# [Goal of the exercise]
Should the word "join" occur in a line of the records, copy that line.

____ Provided records

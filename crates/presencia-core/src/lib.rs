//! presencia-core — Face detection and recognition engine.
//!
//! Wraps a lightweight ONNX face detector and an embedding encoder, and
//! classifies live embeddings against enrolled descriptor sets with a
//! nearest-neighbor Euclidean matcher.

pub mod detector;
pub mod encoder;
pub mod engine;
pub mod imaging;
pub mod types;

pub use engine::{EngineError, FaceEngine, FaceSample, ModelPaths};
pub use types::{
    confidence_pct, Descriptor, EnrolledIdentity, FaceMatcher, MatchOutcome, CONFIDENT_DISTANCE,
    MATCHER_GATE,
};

________
____ Provided records

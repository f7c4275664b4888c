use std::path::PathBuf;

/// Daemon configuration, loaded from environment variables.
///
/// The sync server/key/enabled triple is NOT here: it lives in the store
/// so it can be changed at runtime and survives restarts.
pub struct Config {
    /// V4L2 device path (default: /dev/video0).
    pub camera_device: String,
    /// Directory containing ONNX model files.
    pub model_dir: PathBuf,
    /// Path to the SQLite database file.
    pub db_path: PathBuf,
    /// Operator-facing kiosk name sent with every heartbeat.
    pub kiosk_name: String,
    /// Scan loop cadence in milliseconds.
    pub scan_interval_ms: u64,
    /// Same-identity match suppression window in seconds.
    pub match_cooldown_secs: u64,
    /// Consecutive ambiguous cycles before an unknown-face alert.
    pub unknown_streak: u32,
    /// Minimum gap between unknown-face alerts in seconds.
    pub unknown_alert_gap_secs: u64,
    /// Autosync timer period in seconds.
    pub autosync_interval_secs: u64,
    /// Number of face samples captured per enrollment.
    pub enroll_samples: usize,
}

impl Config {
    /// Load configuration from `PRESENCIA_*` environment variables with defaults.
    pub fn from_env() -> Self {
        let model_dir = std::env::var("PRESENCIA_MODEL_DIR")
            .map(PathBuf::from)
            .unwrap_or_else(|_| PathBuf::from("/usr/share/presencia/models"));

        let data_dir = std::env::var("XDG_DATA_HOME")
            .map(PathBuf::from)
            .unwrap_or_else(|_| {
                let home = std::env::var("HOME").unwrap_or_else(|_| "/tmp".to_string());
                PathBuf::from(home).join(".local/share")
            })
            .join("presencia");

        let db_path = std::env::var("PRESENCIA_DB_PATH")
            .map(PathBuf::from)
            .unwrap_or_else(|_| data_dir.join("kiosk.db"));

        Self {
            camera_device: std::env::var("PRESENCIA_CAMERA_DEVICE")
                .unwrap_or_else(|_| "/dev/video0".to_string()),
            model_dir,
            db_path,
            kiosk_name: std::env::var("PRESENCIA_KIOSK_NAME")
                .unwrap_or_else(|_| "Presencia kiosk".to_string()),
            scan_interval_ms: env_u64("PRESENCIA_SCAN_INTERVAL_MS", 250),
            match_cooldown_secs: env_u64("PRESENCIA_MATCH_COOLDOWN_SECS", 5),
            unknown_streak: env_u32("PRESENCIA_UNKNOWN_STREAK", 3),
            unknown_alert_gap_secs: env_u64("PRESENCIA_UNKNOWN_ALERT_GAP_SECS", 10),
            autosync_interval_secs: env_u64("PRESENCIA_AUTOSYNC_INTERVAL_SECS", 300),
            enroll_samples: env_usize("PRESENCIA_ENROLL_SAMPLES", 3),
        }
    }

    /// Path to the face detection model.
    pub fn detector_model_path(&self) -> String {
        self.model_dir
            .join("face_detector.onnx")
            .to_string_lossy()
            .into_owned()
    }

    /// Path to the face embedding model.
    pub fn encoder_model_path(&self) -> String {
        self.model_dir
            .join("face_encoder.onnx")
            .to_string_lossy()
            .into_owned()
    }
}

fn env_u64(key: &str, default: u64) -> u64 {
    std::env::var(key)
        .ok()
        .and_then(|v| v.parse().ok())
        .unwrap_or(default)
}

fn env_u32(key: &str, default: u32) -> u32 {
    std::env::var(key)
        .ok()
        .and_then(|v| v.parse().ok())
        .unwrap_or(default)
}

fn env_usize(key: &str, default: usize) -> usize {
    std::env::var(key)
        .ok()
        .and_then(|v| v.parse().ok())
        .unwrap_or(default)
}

________
____ Provided records

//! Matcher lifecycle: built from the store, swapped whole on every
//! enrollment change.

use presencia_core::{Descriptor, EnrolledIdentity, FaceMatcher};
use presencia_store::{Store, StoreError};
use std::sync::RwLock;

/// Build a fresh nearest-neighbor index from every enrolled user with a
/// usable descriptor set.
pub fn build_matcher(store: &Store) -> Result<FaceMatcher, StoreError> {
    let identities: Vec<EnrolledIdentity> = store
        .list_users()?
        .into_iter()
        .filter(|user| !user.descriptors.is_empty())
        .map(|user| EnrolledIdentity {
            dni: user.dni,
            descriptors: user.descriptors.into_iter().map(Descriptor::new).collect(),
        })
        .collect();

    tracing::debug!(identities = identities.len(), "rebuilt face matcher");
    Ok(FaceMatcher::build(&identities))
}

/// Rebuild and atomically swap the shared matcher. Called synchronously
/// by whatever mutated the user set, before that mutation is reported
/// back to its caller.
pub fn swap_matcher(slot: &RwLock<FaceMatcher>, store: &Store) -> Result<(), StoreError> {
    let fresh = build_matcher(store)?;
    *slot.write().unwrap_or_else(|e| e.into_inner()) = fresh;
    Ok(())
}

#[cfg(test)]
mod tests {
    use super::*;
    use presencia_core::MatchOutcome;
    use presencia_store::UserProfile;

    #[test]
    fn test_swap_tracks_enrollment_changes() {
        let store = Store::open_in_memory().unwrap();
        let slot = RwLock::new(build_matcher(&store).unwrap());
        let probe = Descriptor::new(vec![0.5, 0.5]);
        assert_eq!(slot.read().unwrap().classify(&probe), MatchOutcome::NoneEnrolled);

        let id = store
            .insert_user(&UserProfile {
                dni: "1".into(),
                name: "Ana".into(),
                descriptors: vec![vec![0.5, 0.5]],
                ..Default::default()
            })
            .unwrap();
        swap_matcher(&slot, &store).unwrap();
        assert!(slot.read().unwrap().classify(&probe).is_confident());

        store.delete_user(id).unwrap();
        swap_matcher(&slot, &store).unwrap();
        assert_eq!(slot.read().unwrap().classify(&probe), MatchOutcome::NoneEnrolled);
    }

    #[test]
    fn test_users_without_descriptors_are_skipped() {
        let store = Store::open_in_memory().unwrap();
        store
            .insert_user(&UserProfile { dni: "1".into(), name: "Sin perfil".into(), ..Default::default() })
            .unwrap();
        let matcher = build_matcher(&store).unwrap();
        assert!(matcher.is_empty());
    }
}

________

# [Your solution]
                PathBuf::from(home).join(".local/share")
            .join("presencia");
            .unwrap_or_else(|_| data_dir.join("kiosk.db"));
            .join("face_detector.onnx")
            .join("face_encoder.onnx")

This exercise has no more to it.